+++ SUPPLIED MATERIAL +++
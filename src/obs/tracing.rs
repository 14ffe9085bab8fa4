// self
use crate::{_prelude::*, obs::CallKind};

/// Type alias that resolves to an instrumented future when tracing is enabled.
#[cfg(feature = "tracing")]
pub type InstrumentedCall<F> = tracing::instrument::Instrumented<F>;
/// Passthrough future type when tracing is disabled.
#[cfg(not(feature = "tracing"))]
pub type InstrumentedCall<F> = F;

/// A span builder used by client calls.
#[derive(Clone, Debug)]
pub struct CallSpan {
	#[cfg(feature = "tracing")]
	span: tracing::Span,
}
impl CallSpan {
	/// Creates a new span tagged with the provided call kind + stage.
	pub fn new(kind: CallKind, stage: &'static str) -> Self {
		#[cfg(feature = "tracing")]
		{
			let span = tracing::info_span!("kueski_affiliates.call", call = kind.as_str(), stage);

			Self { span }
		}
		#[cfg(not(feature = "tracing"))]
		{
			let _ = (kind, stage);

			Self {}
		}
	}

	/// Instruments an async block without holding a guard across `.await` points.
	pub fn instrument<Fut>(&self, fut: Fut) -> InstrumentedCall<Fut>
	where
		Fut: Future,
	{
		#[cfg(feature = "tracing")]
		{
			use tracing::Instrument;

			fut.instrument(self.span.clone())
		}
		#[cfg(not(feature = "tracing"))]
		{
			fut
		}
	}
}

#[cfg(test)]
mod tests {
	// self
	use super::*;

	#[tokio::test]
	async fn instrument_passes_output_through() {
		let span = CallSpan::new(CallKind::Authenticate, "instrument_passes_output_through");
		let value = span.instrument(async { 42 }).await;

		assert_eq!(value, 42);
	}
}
+++
YOUR OBJECTIVE –
Could you find every line in the records above that contains the word "await" and copy it?

RESPONSE TO THE EXERCISE –
	/// Instruments an async block without holding a guard across `.await` points.
		let value = span.instrument(async { 42 }).await;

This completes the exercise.